Problem details - Using the listing below, set down each line from the line containing "use anyhow::Context;" through the line containing "ui::init(&flags);", both ends included, exactly and with nothing added.
════════════════════
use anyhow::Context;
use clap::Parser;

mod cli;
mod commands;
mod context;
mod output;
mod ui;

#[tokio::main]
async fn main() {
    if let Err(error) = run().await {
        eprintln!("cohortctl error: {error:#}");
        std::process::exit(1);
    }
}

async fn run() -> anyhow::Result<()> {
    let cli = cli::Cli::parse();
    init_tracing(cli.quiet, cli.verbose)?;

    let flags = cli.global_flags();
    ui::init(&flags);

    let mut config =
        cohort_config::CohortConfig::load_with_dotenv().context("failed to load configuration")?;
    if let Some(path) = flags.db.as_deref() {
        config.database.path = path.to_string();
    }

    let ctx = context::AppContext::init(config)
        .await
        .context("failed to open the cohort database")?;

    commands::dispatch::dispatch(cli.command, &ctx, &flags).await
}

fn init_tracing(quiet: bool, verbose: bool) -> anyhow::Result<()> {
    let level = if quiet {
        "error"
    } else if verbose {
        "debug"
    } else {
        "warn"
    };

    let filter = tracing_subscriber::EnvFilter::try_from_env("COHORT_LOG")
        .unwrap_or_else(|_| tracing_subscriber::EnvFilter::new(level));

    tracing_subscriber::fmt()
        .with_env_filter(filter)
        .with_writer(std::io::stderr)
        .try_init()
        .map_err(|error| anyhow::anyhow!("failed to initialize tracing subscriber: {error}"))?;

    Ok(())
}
════════════════════
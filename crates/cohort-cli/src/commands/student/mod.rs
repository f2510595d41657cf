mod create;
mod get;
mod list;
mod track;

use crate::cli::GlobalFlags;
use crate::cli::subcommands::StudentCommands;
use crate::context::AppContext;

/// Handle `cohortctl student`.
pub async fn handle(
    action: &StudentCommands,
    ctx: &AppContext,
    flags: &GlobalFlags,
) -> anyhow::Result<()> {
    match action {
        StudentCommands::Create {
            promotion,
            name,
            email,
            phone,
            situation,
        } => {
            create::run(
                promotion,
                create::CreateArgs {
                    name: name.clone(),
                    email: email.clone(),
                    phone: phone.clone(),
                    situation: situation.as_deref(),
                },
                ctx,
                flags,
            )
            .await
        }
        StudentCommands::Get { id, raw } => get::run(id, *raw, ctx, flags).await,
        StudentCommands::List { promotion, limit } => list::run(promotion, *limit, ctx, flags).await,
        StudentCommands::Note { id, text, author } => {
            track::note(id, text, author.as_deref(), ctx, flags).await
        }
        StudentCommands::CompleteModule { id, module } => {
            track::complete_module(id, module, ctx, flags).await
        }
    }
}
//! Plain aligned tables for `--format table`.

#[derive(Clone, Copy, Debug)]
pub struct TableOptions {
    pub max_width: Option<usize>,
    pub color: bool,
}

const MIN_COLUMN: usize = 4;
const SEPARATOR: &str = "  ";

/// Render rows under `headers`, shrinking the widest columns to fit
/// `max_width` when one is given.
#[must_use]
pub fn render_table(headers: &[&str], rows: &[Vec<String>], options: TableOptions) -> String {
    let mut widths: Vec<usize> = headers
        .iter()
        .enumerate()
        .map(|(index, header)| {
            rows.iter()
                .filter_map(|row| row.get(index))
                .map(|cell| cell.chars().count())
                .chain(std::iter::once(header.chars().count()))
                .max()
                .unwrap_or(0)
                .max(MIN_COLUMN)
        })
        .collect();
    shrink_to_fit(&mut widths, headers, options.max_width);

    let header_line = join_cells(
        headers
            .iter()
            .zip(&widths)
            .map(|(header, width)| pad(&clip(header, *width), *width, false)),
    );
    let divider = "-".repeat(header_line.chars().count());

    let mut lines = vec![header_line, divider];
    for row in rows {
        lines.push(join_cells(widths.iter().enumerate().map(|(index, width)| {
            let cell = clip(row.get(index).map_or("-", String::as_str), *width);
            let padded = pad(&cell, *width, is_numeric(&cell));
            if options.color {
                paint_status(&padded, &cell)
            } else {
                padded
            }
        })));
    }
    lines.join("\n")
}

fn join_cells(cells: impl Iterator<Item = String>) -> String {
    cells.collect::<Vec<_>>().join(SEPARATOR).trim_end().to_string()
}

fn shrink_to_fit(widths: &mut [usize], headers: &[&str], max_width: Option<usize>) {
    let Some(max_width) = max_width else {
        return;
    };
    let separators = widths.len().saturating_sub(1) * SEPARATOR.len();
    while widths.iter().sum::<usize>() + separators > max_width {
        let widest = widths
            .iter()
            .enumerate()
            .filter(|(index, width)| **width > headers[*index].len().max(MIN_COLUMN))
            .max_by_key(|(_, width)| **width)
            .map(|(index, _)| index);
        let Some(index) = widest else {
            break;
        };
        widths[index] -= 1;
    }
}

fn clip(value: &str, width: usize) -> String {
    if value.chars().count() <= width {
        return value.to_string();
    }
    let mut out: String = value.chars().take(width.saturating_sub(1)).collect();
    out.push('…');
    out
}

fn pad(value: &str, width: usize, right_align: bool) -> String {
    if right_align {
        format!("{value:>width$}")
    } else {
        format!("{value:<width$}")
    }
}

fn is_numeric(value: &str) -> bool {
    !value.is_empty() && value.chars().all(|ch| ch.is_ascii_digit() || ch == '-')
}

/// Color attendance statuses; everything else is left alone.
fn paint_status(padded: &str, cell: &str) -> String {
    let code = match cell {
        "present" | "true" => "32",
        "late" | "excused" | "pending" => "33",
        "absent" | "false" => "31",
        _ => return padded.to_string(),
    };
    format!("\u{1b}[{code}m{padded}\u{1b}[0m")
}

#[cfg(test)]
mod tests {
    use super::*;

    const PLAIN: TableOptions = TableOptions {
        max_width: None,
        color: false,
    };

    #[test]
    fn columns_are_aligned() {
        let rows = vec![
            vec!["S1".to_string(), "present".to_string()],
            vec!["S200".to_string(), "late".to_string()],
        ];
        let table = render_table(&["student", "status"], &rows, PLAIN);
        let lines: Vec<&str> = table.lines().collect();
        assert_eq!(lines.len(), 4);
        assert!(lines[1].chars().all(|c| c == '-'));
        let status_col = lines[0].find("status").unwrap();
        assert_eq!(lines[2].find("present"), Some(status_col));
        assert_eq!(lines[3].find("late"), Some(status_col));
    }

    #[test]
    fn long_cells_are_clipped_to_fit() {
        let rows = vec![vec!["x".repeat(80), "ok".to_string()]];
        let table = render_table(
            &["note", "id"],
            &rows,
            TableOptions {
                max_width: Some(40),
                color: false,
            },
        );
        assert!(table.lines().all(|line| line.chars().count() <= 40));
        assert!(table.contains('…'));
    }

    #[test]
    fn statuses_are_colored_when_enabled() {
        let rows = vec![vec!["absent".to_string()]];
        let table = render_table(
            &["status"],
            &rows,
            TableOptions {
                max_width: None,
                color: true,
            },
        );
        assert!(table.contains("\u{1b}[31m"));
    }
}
════════════════════
Exercise solution -
use anyhow::Context;
use clap::Parser;

mod cli;
mod commands;
mod context;
mod output;
mod ui;

#[tokio::main]
async fn main() {
    if let Err(error) = run().await {
        eprintln!("cohortctl error: {error:#}");
        std::process::exit(1);
    }
}

async fn run() -> anyhow::Result<()> {
    let cli = cli::Cli::parse();
    init_tracing(cli.quiet, cli.verbose)?;

    let flags = cli.global_flags();
    ui::init(&flags);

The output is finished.